Tetrapyrrole biosynthesis pathways. (a) Heme biosynthesis in most bacteria and the Eukaryota. The first common precursor in the classical heme biosynthesis pathway is ALA of which eight molecules are converted into UROGEN in three consecutive enzymatic steps. UROGEN is then further converted into heme through successive modifications of the macrocycle side chains and finally iron insertion.
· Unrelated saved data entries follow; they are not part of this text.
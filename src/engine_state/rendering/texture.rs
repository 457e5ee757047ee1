//! Texture handling for the presentation pass.
//!
//! The CPU framebuffer is copied into a GPU texture every frame and sampled by
//! the present shader.

/// Represents a GPU texture with associated view and sampler.
///
/// This struct wraps a WebGPU texture along with its view and sampler,
/// providing a convenient way to manage texture resources in the rendering pipeline.
pub struct Texture {
    /// The underlying WebGPU texture resource.
    pub texture: wgpu::Texture,
    /// The texture view used for binding the texture to the pipeline.
    pub view: wgpu::TextureView,
    /// The sampler used for texture filtering and addressing.
    pub sampler: wgpu::Sampler,
    /// Size of the texture in texels.
    pub size: wgpu::Extent3d,
}

impl Texture {
    /// The texture format used for framebuffer uploads.
    ///
    /// Terrain colors are sRGB-encoded bytes, so sampling decodes them.
    pub const FRAME_FORMAT: wgpu::TextureFormat = wgpu::TextureFormat::Rgba8UnormSrgb;

    /// Creates a texture matching the CPU framebuffer's dimensions.
    ///
    /// # Arguments
    /// * `device` - The WebGPU device
    /// * `width` - Framebuffer width in pixels
    /// * `height` - Framebuffer height in pixels
    /// * `label` - Debug label for the texture
    pub fn create_frame_texture(
        device: &wgpu::Device,
        width: u32,
        height: u32,
        label: &str,
    ) -> Self {
        let size = wgpu::Extent3d {
            width,
            height,
            depth_or_array_layers: 1,
        };
        let desc = wgpu::TextureDescriptor {
            label: Some(label),
            size,
            mip_level_count: 1,
            sample_count: 1,
            dimension: wgpu::TextureDimension::D2,
            format: Self::FRAME_FORMAT,
            usage: wgpu::TextureUsages::TEXTURE_BINDING | wgpu::TextureUsages::COPY_DST,
            view_formats: &[],
        };

        let texture = device.create_texture(&desc);
        let view = texture.create_view(&wgpu::TextureViewDescriptor::default());

        // Frames are scaled without smoothing.
        let sampler = device.create_sampler(&wgpu::SamplerDescriptor {
            label: Some(label),
            address_mode_u: wgpu::AddressMode::ClampToEdge,
            address_mode_v: wgpu::AddressMode::ClampToEdge,
            address_mode_w: wgpu::AddressMode::ClampToEdge,
            mag_filter: wgpu::FilterMode::Nearest,
            min_filter: wgpu::FilterMode::Nearest,
            mipmap_filter: wgpu::FilterMode::Nearest,
            ..Default::default()
        });

        Self {
            texture,
            view,
            sampler,
            size,
        }
    }

    /// Uploads tightly packed RGBA8 rows covering the whole texture.
    ///
    /// # Arguments
    /// * `queue` - The WebGPU queue used for the copy
    /// * `rgba_bytes` - `width * height * 4` bytes, row-major
    pub fn write_rgba(&self, queue: &wgpu::Queue, rgba_bytes: &[u8]) {
        debug_assert_eq!(
            rgba_bytes.len(),
            (self.size.width * self.size.height * 4) as usize,
            "framebuffer size doesn't match the frame texture"
        );
        queue.write_texture(
            self.texture.as_image_copy(),
            rgba_bytes,
            wgpu::TexelCopyBufferLayout {
                offset: 0,
                bytes_per_row: Some(4 * self.size.width),
                rows_per_image: Some(self.size.height),
            },
            self.size,
        );
    }
}
pub mod local_store;
pub mod session;

pub use local_store::LocalStore;
pub use session::SessionCache;
use serde::{Deserialize, Deserializer, Serialize};

use crate::utils::flexible::deserialize_opt_u32_flexible;

/// A student as listed in the staff roster.
#[derive(Debug, Clone, PartialEq, Serialize, Deserialize)]
pub struct Student {
    #[serde(default, rename = "studentId", alias = "student_id", alias = "_id")]
    pub id: String,
    #[serde(default)]
    pub name: String,
    #[serde(default)]
    pub regno: String,
    #[serde(default)]
    pub email: Option<String>,
    #[serde(default, alias = "department")]
    pub dept: Option<String>,
    #[serde(default, rename = "collegename", alias = "college_name")]
    pub college: Option<String>,
    #[serde(default, deserialize_with = "deserialize_year")]
    pub year: Option<String>,
    #[serde(default, rename = "profileImage")]
    pub profile_image: Option<String>,
}

// Years come back as "III", "3" or 3 depending on who imported the student.
fn deserialize_year<'de, D>(deserializer: D) -> Result<Option<String>, D::Error>
where
    D: Deserializer<'de>,
{
    #[derive(Deserialize)]
    #[serde(untagged)]
    enum Year {
        Num(u64),
        Text(String),
    }

    Ok(match Option::<Year>::deserialize(deserializer)? {
        None => None,
        Some(Year::Num(n)) => Some(n.to_string()),
        Some(Year::Text(s)) if s.trim().is_empty() => None,
        Some(Year::Text(s)) => Some(s.trim().to_string()),
    })
}

/// Body of `GET /studentprofile/`.
#[derive(Debug, Clone, Default, Deserialize)]
#[serde(rename_all = "camelCase")]
pub struct RosterResponse {
    #[serde(default)]
    pub students: Vec<Student>,
    #[serde(default)]
    pub staff_role: Option<String>,
    #[serde(default, deserialize_with = "deserialize_departments")]
    pub staff_department: Vec<String>,
    #[serde(default)]
    pub staff_college: Option<String>,
}

fn deserialize_departments<'de, D>(deserializer: D) -> Result<Vec<String>, D::Error>
where
    D: Deserializer<'de>,
{
    #[derive(Deserialize)]
    #[serde(untagged)]
    enum Departments {
        Many(Vec<String>),
        One(String),
    }

    Ok(match Option::<Departments>::deserialize(deserializer)? {
        None => Vec::new(),
        Some(Departments::Many(v)) => v,
        Some(Departments::One(s)) if s.trim().is_empty() => Vec::new(),
        Some(Departments::One(s)) => vec![s],
    })
}

/// Body of `GET /students/stats`.
#[derive(Debug, Clone, Default, Deserialize)]
pub struct StudentStats {
    #[serde(default, deserialize_with = "deserialize_opt_u32_flexible")]
    pub total_students: Option<u32>,
}
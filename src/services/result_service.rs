use serde::{Deserialize, Serialize};
use std::str::FromStr;

use crate::error::Result;
use crate::models::report::{AttendedQuestion, StudentReport};
use crate::services::api_client::ApiClient;
use crate::services::listing_service::{paginate, Page};

/// Questions shown per page on the result screen.
pub const RESULT_PAGE_SIZE: usize = 10;

#[derive(Debug, Clone, Copy, PartialEq, Eq, Serialize, Deserialize, Default)]
#[serde(rename_all = "snake_case")]
pub enum QuestionFilter {
    #[default]
    All,
    Answered,
    NotAnswered,
    Correct,
    Incorrect,
}

impl QuestionFilter {
    /// Incorrect means answered and wrong; skipped questions are not counted.
    pub fn matches(&self, q: &AttendedQuestion) -> bool {
        match self {
            QuestionFilter::All => true,
            QuestionFilter::Answered => q.is_answered(),
            QuestionFilter::NotAnswered => !q.is_answered(),
            QuestionFilter::Correct => q.is_correct,
            QuestionFilter::Incorrect => q.is_answered() && !q.is_correct,
        }
    }
}

impl FromStr for QuestionFilter {
    type Err = String;

    fn from_str(s: &str) -> std::result::Result<Self, Self::Err> {
        match s.trim().to_ascii_lowercase().as_str() {
            "all" | "" => Ok(QuestionFilter::All),
            "answered" => Ok(QuestionFilter::Answered),
            "not_answered" | "unanswered" => Ok(QuestionFilter::NotAnswered),
            "correct" => Ok(QuestionFilter::Correct),
            "incorrect" => Ok(QuestionFilter::Incorrect),
            other => Err(format!("Unknown question filter: {}", other)),
        }
    }
}

/// A question with the section it was asked in.
#[derive(Debug, Clone, PartialEq, Serialize)]
#[serde(rename_all = "camelCase")]
pub struct SectionedQuestion {
    #[serde(flatten)]
    pub question: AttendedQuestion,
    pub section_name: Option<String>,
}

#[derive(Debug, Clone, PartialEq, Serialize)]
#[serde(rename_all = "camelCase")]
pub struct ResultSummary {
    pub total_questions: usize,
    pub answered: usize,
    pub not_answered: usize,
    pub correct: u32,
    pub percentage: f64,
    pub pass_percentage: u32,
    pub passed: bool,
}

pub fn score_percentage(correct: u32, total: usize) -> f64 {
    if total == 0 {
        return 0.0;
    }
    f64::from(correct) * 100.0 / total as f64
}

pub fn summarize(report: &StudentReport) -> ResultSummary {
    let total = report.attended_questions.len();
    let answered = report
        .attended_questions
        .iter()
        .filter(|q| q.is_answered())
        .count();
    let percentage = report
        .percentage_scored
        .unwrap_or_else(|| score_percentage(report.correct_answers, total));
    let pass_percentage = report.pass_threshold();
    ResultSummary {
        total_questions: total,
        answered,
        not_answered: total - answered,
        correct: report.correct_answers,
        percentage,
        pass_percentage,
        passed: percentage >= f64::from(pass_percentage),
    }
}

/// Assigns questions to sections in order, `numQuestions` at a time.
/// Questions beyond the declared sections keep no section.
pub fn map_sections(report: &StudentReport) -> Vec<SectionedQuestion> {
    let total = report.attended_questions.len();
    let mut names = Vec::with_capacity(total);
    if report.is_section {
        for section in &report.sections {
            let room = total - names.len();
            if room == 0 {
                break;
            }
            let take = usize::try_from(section.num_questions).map_or(room, |n| n.min(room));
            names.extend(std::iter::repeat(section.section_name.clone()).take(take));
        }
    }
    report
        .attended_questions
        .iter()
        .enumerate()
        .map(|(i, q)| SectionedQuestion {
            question: q.clone(),
            section_name: names.get(i).cloned(),
        })
        .collect()
}

pub fn filter_questions(
    questions: &[SectionedQuestion],
    filter: QuestionFilter,
    section: Option<&str>,
) -> Vec<SectionedQuestion> {
    questions
        .iter()
        .filter(|q| section.map_or(true, |s| q.section_name.as_deref() == Some(s)))
        .filter(|q| filter.matches(&q.question))
        .cloned()
        .collect()
}

pub fn question_page(
    report: &StudentReport,
    filter: QuestionFilter,
    section: Option<&str>,
    page: usize,
) -> Page<SectionedQuestion> {
    let mapped = map_sections(report);
    let section = section.filter(|_| report.is_section);
    paginate(&filter_questions(&mapped, filter, section), page, RESULT_PAGE_SIZE)
}

#[derive(Clone)]
pub struct ResultService {
    api: ApiClient,
}

impl ResultService {
    pub fn new(api: ApiClient) -> Self {
        Self { api }
    }

    pub async fn student_report(&self, contest_id: &str, student_id: &str) -> Result<StudentReport> {
        self.api
            .get(
                &format!("/api/mcq/student-report/{}/{}/", contest_id, student_id),
                "Failed to fetch the report",
            )
            .await
    }
}

#[cfg(test)]
mod tests {
    use super::*;
    use crate::models::report::SectionSummary;

    fn q(answer: Option<&str>, correct: bool) -> AttendedQuestion {
        AttendedQuestion {
            title: None,
            user_answer: answer.map(str::to_string),
            correct_answer: Some("A".into()),
            is_correct: correct,
        }
    }

    fn report() -> StudentReport {
        StudentReport {
            contest_id: Some("c1".into()),
            contest_name: None,
            student_id: Some("s1".into()),
            attended_questions: vec![
                q(Some("A"), true),
                q(Some("B"), false),
                q(Some("notattended"), false),
                q(Some(""), false),
                q(None, false),
            ],
            correct_answers: 1,
            total_questions: 5,
            pass_percentage: Some(0),
            percentage_scored: None,
            is_section: true,
            sections: vec![
                SectionSummary { section_name: "Aptitude".into(), num_questions: 2 },
                SectionSummary { section_name: "Verbal".into(), num_questions: 2 },
            ],
        }
    }

    #[test]
    fn summary_counts_skipped_markers_as_unanswered() {
        let s = summarize(&report());
        assert_eq!((s.answered, s.not_answered), (2, 3));
        assert_eq!(s.percentage, 20.0);
        assert_eq!(s.pass_percentage, 50);
        assert!(!s.passed);
    }

    #[test]
    fn incorrect_excludes_unanswered() {
        let mapped = map_sections(&report());
        let wrong = filter_questions(&mapped, QuestionFilter::Incorrect, None);
        assert_eq!(wrong.len(), 1);
        assert_eq!(wrong[0].question.user_answer.as_deref(), Some("B"));
    }

    #[test]
    fn sections_are_assigned_in_order() {
        let mapped = map_sections(&report());
        let names: Vec<_> = mapped.iter().map(|m| m.section_name.as_deref()).collect();
        assert_eq!(names, vec![Some("Aptitude"), Some("Aptitude"), Some("Verbal"), Some("Verbal"), None]);
        let verbal = filter_questions(&mapped, QuestionFilter::NotAnswered, Some("Verbal"));
        assert_eq!(verbal.len(), 2);
    }

    #[test]
    fn oversized_section_counts_stop_at_the_attended_questions() {
        let mut report = report();
        report.sections = vec![
            SectionSummary { section_name: "Aptitude".into(), num_questions: u32::MAX },
            SectionSummary { section_name: "Verbal".into(), num_questions: 3 },
        ];
        let mapped = map_sections(&report);
        assert_eq!(mapped.len(), 5);
        assert!(mapped.iter().all(|m| m.section_name.as_deref() == Some("Aptitude")));
    }
}
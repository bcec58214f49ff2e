use serde::{Deserialize, Serialize};

use crate::models::test::DEFAULT_PASS_PERCENTAGE;
use crate::utils::flexible::{deserialize_bool_flexible, deserialize_opt_u32_flexible};

#[derive(Debug, Clone, PartialEq, Serialize, Deserialize)]
#[serde(rename_all = "camelCase")]
pub struct AttendedQuestion {
    #[serde(default)]
    pub title: Option<String>,
    #[serde(default)]
    pub user_answer: Option<String>,
    #[serde(default)]
    pub correct_answer: Option<String>,
    #[serde(default, deserialize_with = "deserialize_bool_flexible")]
    pub is_correct: bool,
}

impl AttendedQuestion {
    /// `null`, `""` and the `"notattended"` marker all mean no answer.
    pub fn is_answered(&self) -> bool {
        match self.user_answer.as_deref().map(str::trim) {
            None | Some("") => false,
            Some(answer) => !answer.eq_ignore_ascii_case("notattended"),
        }
    }
}

#[derive(Debug, Clone, PartialEq, Serialize, Deserialize)]
#[serde(rename_all = "camelCase")]
pub struct SectionSummary {
    pub section_name: String,
    #[serde(default, deserialize_with = "crate::utils::flexible::deserialize_u32_flexible")]
    pub num_questions: u32,
}

/// Body of `GET /api/mcq/student-report/{contest}/{student}/`.
#[derive(Debug, Clone, PartialEq, Serialize, Deserialize)]
pub struct StudentReport {
    #[serde(default)]
    pub contest_id: Option<String>,
    #[serde(default)]
    pub contest_name: Option<String>,
    #[serde(default)]
    pub student_id: Option<String>,
    #[serde(default)]
    pub attended_questions: Vec<AttendedQuestion>,
    #[serde(default)]
    pub correct_answers: u32,
    #[serde(default)]
    pub total_questions: u32,
    #[serde(default, rename = "passPercentage", deserialize_with = "deserialize_opt_u32_flexible")]
    pub pass_percentage: Option<u32>,
    #[serde(default, rename = "percentageScored")]
    pub percentage_scored: Option<f64>,
    #[serde(default, deserialize_with = "deserialize_bool_flexible")]
    pub is_section: bool,
    #[serde(default)]
    pub sections: Vec<SectionSummary>,
}

impl StudentReport {
    pub fn pass_threshold(&self) -> u32 {
        self.pass_percentage.filter(|p| *p > 0).unwrap_or(DEFAULT_PASS_PERCENTAGE)
    }
}

/// An entry from `/api/student/mcq-reports/` or `/coding-reports/`.
#[derive(Debug, Clone, PartialEq, Serialize, Deserialize)]
pub struct ReportEntry {
    #[serde(alias = "contestId")]
    pub contest_id: String,
    #[serde(default)]
    pub status: Option<String>,
}

impl ReportEntry {
    pub fn is_completed(&self) -> bool {
        self.status
            .as_deref()
            .map_or(false, |s| s.eq_ignore_ascii_case("completed"))
    }
}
The enzymes involved in the classical heme biosynthesis are glutamyl-tRNA reductase (GluTR), glutamate-1-semialdehyde-2,1-aminomutase (GSAM), 5-aminolevulinic acid synthase (ALAS), porphobilinogen synthase (PBGS), porphobilinogen deaminase (PBGD), uroporphyrinogen III synthase (UROS), uroporphyrinogen III decarboxylase (UROD), oxygen-dependent coproporphyrinogen III oxidase (CPO), coproporphyrinogen III dehydrogenase (CPDH), oxygen-dependent and oxygen-independent protoporphyrinogen IX oxidase (PPO), and ferrochelatase (FC). The corresponding bacterial gene names are denoted in brackets below the enzyme names. (b) Overview of the different branches of the tetrapyrrole biosynthesis pathway. The last common precursor for the formation of all tetrapyrroles is UROGEN. Hemes and (bacterio)chlorophylls share PROTO as their last common intermediate. Siroheme, cobalamin, coenzyme F₄₃₀, and heme d ₁ are all biosynthesized via precorrin-2. In the Archaea and some bacteria an alternative heme biosynthesis pathway exists in which the heme is biosynthesized from precorrin-2 via as yet unknown intermediates.